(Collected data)
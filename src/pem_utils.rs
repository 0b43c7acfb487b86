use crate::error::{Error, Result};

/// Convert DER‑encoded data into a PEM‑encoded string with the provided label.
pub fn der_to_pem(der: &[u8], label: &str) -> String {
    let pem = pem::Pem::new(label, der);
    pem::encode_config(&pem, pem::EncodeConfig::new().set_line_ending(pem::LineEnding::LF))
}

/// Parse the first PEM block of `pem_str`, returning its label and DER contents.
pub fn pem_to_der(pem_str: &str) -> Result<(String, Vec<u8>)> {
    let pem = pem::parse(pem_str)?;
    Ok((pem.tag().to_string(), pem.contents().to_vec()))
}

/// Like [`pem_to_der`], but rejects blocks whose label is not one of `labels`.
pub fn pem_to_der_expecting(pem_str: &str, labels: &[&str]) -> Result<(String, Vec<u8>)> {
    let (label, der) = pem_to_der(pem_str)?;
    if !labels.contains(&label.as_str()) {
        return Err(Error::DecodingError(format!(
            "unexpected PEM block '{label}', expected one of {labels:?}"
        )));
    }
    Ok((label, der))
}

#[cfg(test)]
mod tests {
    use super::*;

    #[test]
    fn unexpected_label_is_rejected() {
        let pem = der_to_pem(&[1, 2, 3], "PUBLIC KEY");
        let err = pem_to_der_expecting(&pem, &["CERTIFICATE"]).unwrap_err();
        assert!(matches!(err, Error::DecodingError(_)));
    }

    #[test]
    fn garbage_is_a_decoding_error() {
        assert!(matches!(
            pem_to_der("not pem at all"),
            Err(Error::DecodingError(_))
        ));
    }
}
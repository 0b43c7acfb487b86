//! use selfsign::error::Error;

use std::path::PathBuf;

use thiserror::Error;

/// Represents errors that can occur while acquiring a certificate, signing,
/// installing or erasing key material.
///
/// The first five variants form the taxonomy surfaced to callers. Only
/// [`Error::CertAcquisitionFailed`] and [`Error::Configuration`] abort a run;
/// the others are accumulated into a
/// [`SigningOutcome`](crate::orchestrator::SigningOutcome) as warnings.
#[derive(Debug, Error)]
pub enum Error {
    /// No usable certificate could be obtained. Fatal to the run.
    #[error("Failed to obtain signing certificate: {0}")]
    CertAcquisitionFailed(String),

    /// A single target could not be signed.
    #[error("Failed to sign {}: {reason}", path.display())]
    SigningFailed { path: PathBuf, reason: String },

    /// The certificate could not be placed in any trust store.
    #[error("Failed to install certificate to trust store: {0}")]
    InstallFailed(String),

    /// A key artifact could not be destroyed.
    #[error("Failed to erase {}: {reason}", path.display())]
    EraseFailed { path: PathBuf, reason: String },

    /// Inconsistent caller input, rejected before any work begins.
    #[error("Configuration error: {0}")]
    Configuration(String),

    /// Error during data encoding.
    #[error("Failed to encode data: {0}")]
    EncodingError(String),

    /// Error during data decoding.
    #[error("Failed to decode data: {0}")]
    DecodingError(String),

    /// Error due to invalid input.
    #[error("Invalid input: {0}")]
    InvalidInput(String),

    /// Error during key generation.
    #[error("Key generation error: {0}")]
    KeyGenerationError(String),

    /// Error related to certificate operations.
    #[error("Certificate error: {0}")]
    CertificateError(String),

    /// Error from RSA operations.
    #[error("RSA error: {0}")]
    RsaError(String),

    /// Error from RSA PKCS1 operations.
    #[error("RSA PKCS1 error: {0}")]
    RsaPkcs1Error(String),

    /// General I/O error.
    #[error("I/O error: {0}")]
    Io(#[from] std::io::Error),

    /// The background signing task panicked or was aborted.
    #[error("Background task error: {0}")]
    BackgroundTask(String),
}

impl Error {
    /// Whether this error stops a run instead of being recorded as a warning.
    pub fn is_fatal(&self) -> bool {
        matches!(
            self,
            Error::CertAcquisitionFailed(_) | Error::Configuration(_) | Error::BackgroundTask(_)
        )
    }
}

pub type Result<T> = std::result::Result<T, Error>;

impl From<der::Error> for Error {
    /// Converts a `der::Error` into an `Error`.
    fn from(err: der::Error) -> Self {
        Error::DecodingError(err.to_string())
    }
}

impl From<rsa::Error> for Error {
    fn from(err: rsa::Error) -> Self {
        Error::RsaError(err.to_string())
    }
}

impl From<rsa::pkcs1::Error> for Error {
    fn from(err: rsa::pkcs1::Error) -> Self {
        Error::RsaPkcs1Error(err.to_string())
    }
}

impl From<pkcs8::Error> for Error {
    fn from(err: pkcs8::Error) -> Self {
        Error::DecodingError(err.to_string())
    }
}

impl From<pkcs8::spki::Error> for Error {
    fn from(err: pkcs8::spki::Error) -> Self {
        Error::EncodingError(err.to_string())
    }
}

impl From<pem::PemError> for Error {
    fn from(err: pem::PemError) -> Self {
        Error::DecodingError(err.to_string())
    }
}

**Requirement**
When you reach this point, go back and write out each record above exactly.

**Solution to this problem**
filename src/pem_utils.rs
repository 0b43c7acfb487b86
use crate::error::{Error, Result};

/// Convert DER‑encoded data into a PEM‑encoded string with the provided label.
pub fn der_to_pem(der: &[u8], label: &str) -> String {
    let pem = pem::Pem::new(label, der);
    pem::encode_config(&pem, pem::EncodeConfig::new().set_line_ending(pem::LineEnding::LF))
}

/// Parse the first PEM block of `pem_str`, returning its label and DER contents.
pub fn pem_to_der(pem_str: &str) -> Result<(String, Vec<u8>)> {
    let pem = pem::parse(pem_str)?;
    Ok((pem.tag().to_string(), pem.contents().to_vec()))
}

/// Like [`pem_to_der`], but rejects blocks whose label is not one of `labels`.
pub fn pem_to_der_expecting(pem_str: &str, labels: &[&str]) -> Result<(String, Vec<u8>)> {
    let (label, der) = pem_to_der(pem_str)?;
    if !labels.contains(&label.as_str()) {
        return Err(Error::DecodingError(format!(
            "unexpected PEM block '{label}', expected one of {labels:?}"
        )));
    }
    Ok((label, der))
}

#[cfg(test)]
mod tests {
    use super::*;

    #[test]
    fn unexpected_label_is_rejected() {
        let pem = der_to_pem(&[1, 2, 3], "PUBLIC KEY");
        let err = pem_to_der_expecting(&pem, &["CERTIFICATE"]).unwrap_err();
        assert!(matches!(err, Error::DecodingError(_)));
    }

    #[test]
    fn garbage_is_a_decoding_error() {
        assert!(matches!(
            pem_to_der("not pem at all"),
            Err(Error::DecodingError(_))
        ));
    }
}
repository 0b43c7acfb487b86
//! use selfsign::error::Error;

use std::path::PathBuf;

use thiserror::Error;

/// Represents errors that can occur while acquiring a certificate, signing,
/// installing or erasing key material.
///
/// The first five variants form the taxonomy surfaced to callers. Only
/// [`Error::CertAcquisitionFailed`] and [`Error::Configuration`] abort a run;
/// the others are accumulated into a
/// [`SigningOutcome`](crate::orchestrator::SigningOutcome) as warnings.
#[derive(Debug, Error)]
pub enum Error {
    /// No usable certificate could be obtained. Fatal to the run.
    #[error("Failed to obtain signing certificate: {0}")]
    CertAcquisitionFailed(String),

    /// A single target could not be signed.
    #[error("Failed to sign {}: {reason}", path.display())]
    SigningFailed { path: PathBuf, reason: String },

    /// The certificate could not be placed in any trust store.
    #[error("Failed to install certificate to trust store: {0}")]
    InstallFailed(String),

    /// A key artifact could not be destroyed.
    #[error("Failed to erase {}: {reason}", path.display())]
    EraseFailed { path: PathBuf, reason: String },

    /// Inconsistent caller input, rejected before any work begins.
    #[error("Configuration error: {0}")]
    Configuration(String),

    /// Error during data encoding.
    #[error("Failed to encode data: {0}")]
    EncodingError(String),

    /// Error during data decoding.
    #[error("Failed to decode data: {0}")]
    DecodingError(String),

    /// Error due to invalid input.
    #[error("Invalid input: {0}")]
    InvalidInput(String),

    /// Error during key generation.
    #[error("Key generation error: {0}")]
    KeyGenerationError(String),

    /// Error related to certificate operations.
    #[error("Certificate error: {0}")]
    CertificateError(String),

    /// Error from RSA operations.
    #[error("RSA error: {0}")]
    RsaError(String),

    /// Error from RSA PKCS1 operations.
    #[error("RSA PKCS1 error: {0}")]
    RsaPkcs1Error(String),

    /// General I/O error.
    #[error("I/O error: {0}")]
    Io(#[from] std::io::Error),

    /// The background signing task panicked or was aborted.
    #[error("Background task error: {0}")]
    BackgroundTask(String),
}

impl Error {
    /// Whether this error stops a run instead of being recorded as a warning.
    pub fn is_fatal(&self) -> bool {
        matches!(
            self,
            Error::CertAcquisitionFailed(_) | Error::Configuration(_) | Error::BackgroundTask(_)
        )
    }
}

pub type Result<T> = std::result::Result<T, Error>;

impl From<der::Error> for Error {
    /// Converts a `der::Error` into an `Error`.
    fn from(err: der::Error) -> Self {
        Error::DecodingError(err.to_string())
    }
}

impl From<rsa::Error> for Error {
    fn from(err: rsa::Error) -> Self {
        Error::RsaError(err.to_string())
    }
}

impl From<rsa::pkcs1::Error> for Error {
    fn from(err: rsa::pkcs1::Error) -> Self {
        Error::RsaPkcs1Error(err.to_string())
    }
}

impl From<pkcs8::Error> for Error {
    fn from(err: pkcs8::Error) -> Self {
        Error::DecodingError(err.to_string())
    }
}

impl From<pkcs8::spki::Error> for Error {
    fn from(err: pkcs8::spki::Error) -> Self {
        Error::EncodingError(err.to_string())
    }
}

impl From<pem::PemError> for Error {
    fn from(err: pem::PemError) -> Self {
        Error::DecodingError(err.to_string())
    }
}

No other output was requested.